= Lenore Cowen =

American mathematician and computer scientist

Lenore Jennifer Cowen is an American mathematician and computer scientist known for her work in graph coloring, network routing, and computational biology. She is a professor of computer science and (by courtesy) of mathematics at Tufts University.

==Early life and education==
Cowen is the daughter of Robert Cowen, a professor of mathematics at Queens College, City University of New York, and Ilsa Cowen, a high school English teacher. She has been a classical violin player since the age of five,
and as a student at Benjamin N. Cardozo High School in Bayside, Queens, she edited the school poetry magazine. However, despite these other interests, she decided to aim for a mathematical career after attending a summer mathematics program for high school students, the Hampshire College Summer Studies in Mathematics.

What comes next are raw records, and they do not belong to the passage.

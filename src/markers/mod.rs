//! Marker scoring for groups of observations.
//!
//! Every pair of groups is compared on every feature, within each block, yielding Cohen's d,
//! log-fold changes, differences in detected proportions and (optionally) AUCs. For each
//! group these pairwise effects are then summarized across its comparisons with all other
//! groups, so that a strong marker for a group has a large minimum or mean effect, or a
//! small minimum rank.

use std::fmt;

use log::{debug, warn};
use single_utilities::traits::FloatOpsTS;

use crate::error::{Dimension, MarkerError, Result};
use crate::matrix::MatrixHandle;

pub mod average;
pub mod effect;
pub mod pairwise;
pub mod results;
pub mod summary;
pub mod utils;

pub use results::{BlockChoice, ScoreMarkersResults};

use utils::GroupLayout;

/// Statistic used to reduce the pairwise effects of one focal group.
#[derive(Debug, Clone, Copy, PartialEq, Eq, Hash, Default)]
pub enum SummaryType {
    Min,
    #[default]
    Mean,
    Median,
    Max,
    /// Best rank of the feature across all comparisons involving the focal group
    MinRank,
}

impl SummaryType {
    pub const COUNT: usize = 5;

    pub const ALL: [SummaryType; Self::COUNT] = [
        SummaryType::Min,
        SummaryType::Mean,
        SummaryType::Median,
        SummaryType::Max,
        SummaryType::MinRank,
    ];

    /// Position in [`SummaryType::ALL`].
    pub fn index(self) -> usize {
        self as usize
    }
}

impl fmt::Display for SummaryType {
    fn fmt(&self, f: &mut fmt::Formatter<'_>) -> fmt::Result {
        let name = match self {
            SummaryType::Min => "min",
            SummaryType::Mean => "mean",
            SummaryType::Median => "median",
            SummaryType::Max => "max",
            SummaryType::MinRank => "min_rank",
        };
        f.write_str(name)
    }
}

/// The pairwise effect sizes computed for each comparison.
#[derive(Debug, Clone, Copy, PartialEq, Eq, Hash)]
pub enum EffectType {
    Cohen,
    Lfc,
    DeltaDetected,
    Auc,
}

impl fmt::Display for EffectType {
    fn fmt(&self, f: &mut fmt::Formatter<'_>) -> fmt::Result {
        let name = match self {
            EffectType::Cohen => "Cohen's d",
            EffectType::Lfc => "log-fold changes",
            EffectType::DeltaDetected => "the delta detected",
            EffectType::Auc => "AUC",
        };
        f.write_str(name)
    }
}

/// Which summaries are computed for an effect.
#[derive(Debug, Clone, Copy, PartialEq, Eq)]
pub struct ComputeSummaries {
    pub min: bool,
    pub mean: bool,
    pub median: bool,
    pub max: bool,
    pub min_rank: bool,
}

impl ComputeSummaries {
    /// No summaries at all, used for the AUC when it is disabled.
    pub fn none() -> Self {
        ComputeSummaries {
            min: false,
            mean: false,
            median: false,
            max: false,
            min_rank: false,
        }
    }

    /// Min, mean and min-rank, plus the optional median and maximum.
    pub fn with_optional(median: bool, max: bool) -> Self {
        ComputeSummaries {
            min: true,
            mean: true,
            median,
            max,
            min_rank: true,
        }
    }

    pub fn enabled(&self, summary: SummaryType) -> bool {
        match summary {
            SummaryType::Min => self.min,
            SummaryType::Mean => self.mean,
            SummaryType::Median => self.median,
            SummaryType::Max => self.max,
            SummaryType::MinRank => self.min_rank,
        }
    }

    pub fn any(&self) -> bool {
        SummaryType::ALL.iter().any(|&s| self.enabled(s))
    }
}

/// Parameters for [`score_markers`].
#[derive(Debug, Clone, PartialEq)]
pub struct ScoreMarkersConfig {
    /// Non-negative log-fold change threshold applied to Cohen's d and the AUC
    pub lfc_threshold: f64,
    pub compute_auc: bool,
    pub compute_median: bool,
    pub compute_max: bool,
    /// Size of the worker pool; 1 runs everything sequentially
    pub num_threads: usize,
    /// Lower bound on the pooled variance used as the denominator of Cohen's d
    pub variance_floor: f64,
}

impl Default for ScoreMarkersConfig {
    fn default() -> Self {
        ScoreMarkersConfig {
            lfc_threshold: 0.0,
            compute_auc: true,
            compute_median: false,
            compute_max: false,
            num_threads: 1,
            variance_floor: 1e-8,
        }
    }
}

impl ScoreMarkersConfig {
    pub fn new() -> Self {
        Self::default()
    }

    pub fn with_lfc_threshold(mut self, threshold: f64) -> Self {
        self.lfc_threshold = threshold;
        self
    }

    pub fn with_auc(mut self, compute: bool) -> Self {
        self.compute_auc = compute;
        self
    }

    pub fn with_median(mut self, compute: bool) -> Self {
        self.compute_median = compute;
        self
    }

    pub fn with_max(mut self, compute: bool) -> Self {
        self.compute_max = compute;
        self
    }

    pub fn with_num_threads(mut self, num_threads: usize) -> Self {
        self.num_threads = num_threads;
        self
    }

    pub fn with_variance_floor(mut self, floor: f64) -> Self {
        self.variance_floor = floor;
        self
    }

    pub fn validate(&self) -> Result<()> {
        if !self.lfc_threshold.is_finite() || self.lfc_threshold < 0.0 {
            return Err(MarkerError::invalid_config(format!(
                "lfc_threshold must be a finite non-negative number, got {}",
                self.lfc_threshold
            )));
        }
        if self.num_threads == 0 {
            return Err(MarkerError::invalid_config("num_threads must be at least 1"));
        }
        if !self.variance_floor.is_finite() || self.variance_floor <= 0.0 {
            return Err(MarkerError::invalid_config(format!(
                "variance_floor must be a finite positive number, got {}",
                self.variance_floor
            )));
        }
        Ok(())
    }

    /// Summaries computed for Cohen's d, LFC and delta-detected.
    pub fn summaries(&self) -> ComputeSummaries {
        ComputeSummaries::with_optional(self.compute_median, self.compute_max)
    }

    /// Summaries computed for the AUC.
    pub fn auc_summaries(&self) -> ComputeSummaries {
        if self.compute_auc {
            self.summaries()
        } else {
            ComputeSummaries::none()
        }
    }
}

pub trait ScoreMarkers {
    /// Score every feature as a marker for every group, see [`score_markers`].
    fn score_markers(
        &self,
        groups: &[usize],
        blocks: Option<&[usize]>,
        config: &ScoreMarkersConfig,
    ) -> Result<ScoreMarkersResults>;
}

impl<T> ScoreMarkers for MatrixHandle<T>
where
    T: FloatOpsTS,
{
    fn score_markers(
        &self,
        groups: &[usize],
        blocks: Option<&[usize]>,
        config: &ScoreMarkersConfig,
    ) -> Result<ScoreMarkersResults> {
        score_markers(self, groups, blocks, config)
    }
}

/// Compute marker statistics for each group of observations.
///
/// # Arguments
///
/// * `matrix` - Log-expression matrix (features × observations)
/// * `groups` - Group of each observation, consecutive ids starting at zero
/// * `blocks` - Optional block (e.g. batch) of each observation, same convention
/// * `config` - Threshold, optional statistics and thread count
///
/// # Returns
///
/// A [`ScoreMarkersResults`] holding per-group/per-block means and detected proportions and
/// the summarized effect sizes. Nothing is returned unless every statistic was computed.
pub fn score_markers<T>(
    matrix: &MatrixHandle<T>,
    groups: &[usize],
    blocks: Option<&[usize]>,
    config: &ScoreMarkersConfig,
) -> Result<ScoreMarkersResults>
where
    T: FloatOpsTS,
{
    config.validate()?;

    let ncols = matrix.ncols();
    if groups.len() != ncols {
        return Err(MarkerError::shape_mismatch(
            0,
            Dimension::GroupAssignments,
            ncols,
            groups.len(),
        ));
    }
    if let Some(blocks) = blocks {
        if blocks.len() != ncols {
            return Err(MarkerError::shape_mismatch(
                0,
                Dimension::BlockAssignments,
                ncols,
                blocks.len(),
            ));
        }
    }

    utils::check_assignments(groups, blocks)?;

    let layout = GroupLayout::new(groups, blocks);
    for g in 0..layout.num_groups() {
        if layout.group_size(g) == 0 {
            warn!("group {} has no observations, its statistics will be NaN", g);
        }
    }
    debug!(
        "scoring {} features across {} groups and {} blocks with {} threads",
        matrix.nrows(),
        layout.num_groups(),
        layout.num_blocks(),
        config.num_threads
    );

    let pool = rayon::ThreadPoolBuilder::new()
        .num_threads(config.num_threads)
        .build()
        .map_err(|e| MarkerError::invalid_config(format!("failed to build thread pool: {}", e)))?;

    let summaries = config.summaries();
    let auc_summaries = config.auc_summaries();

    let results = pool.install(|| {
        let pairwise = pairwise::compare_groups(matrix, &layout, config);

        let cohen = summary::summarize_effects(&pairwise.cohen, summaries);
        let lfc = summary::summarize_effects(&pairwise.lfc, summaries);
        let delta_detected = summary::summarize_effects(&pairwise.delta_detected, summaries);
        let auc = pairwise
            .auc
            .as_ref()
            .map(|cube| summary::summarize_effects(cube, auc_summaries));

        let averaged = average::average_blocks(&pairwise.means, &pairwise.detected, &layout);

        ScoreMarkersResults::new(
            matrix.nrows(),
            pairwise.means,
            pairwise.detected,
            averaged,
            cohen,
            lfc,
            delta_detected,
            auc,
        )
    });

    Ok(results)
}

She started her studies at Yale University at age 16, and graduated in 1987 with a bachelor's degree in mathematics, also winning the university's deForest Prize as the top graduate in mathematics that year. She went to the Massachusetts Institute of Technology for graduate study in applied mathematics, completing her Ph.D. in 1993 with a dissertation On Local Representations of Graphs and Networks supervised by Daniel Kleitman.

==Career==
After postdoctoral research at Rutgers University and the Institute for Mathematics and Its Applications at the University of Minnesota, Cowen joined the Johns Hopkins University faculty in 1994 as an assistant professor of mathematical sciences. She moved to the computer science department of Tufts University in 2000, added a joint appointment in mathematics in 2004, and was promoted to full professor at Tufts in 2009.

In 2020 she became the principal investigator for the newly formed Tufts Center for Transdisciplinary Research in Principles Of Data Science (T-TRIPODS).

==Recognition==
In 2020, the Education Committee of the Computing Research Association gave Cowen their CRA-E Undergraduate Research Faculty Mentoring Award, for her work with undergraduates at Tufts on interdisciplinary methods in computational biology and data science. She was elected to the 2023 Class of SIAM Fellows.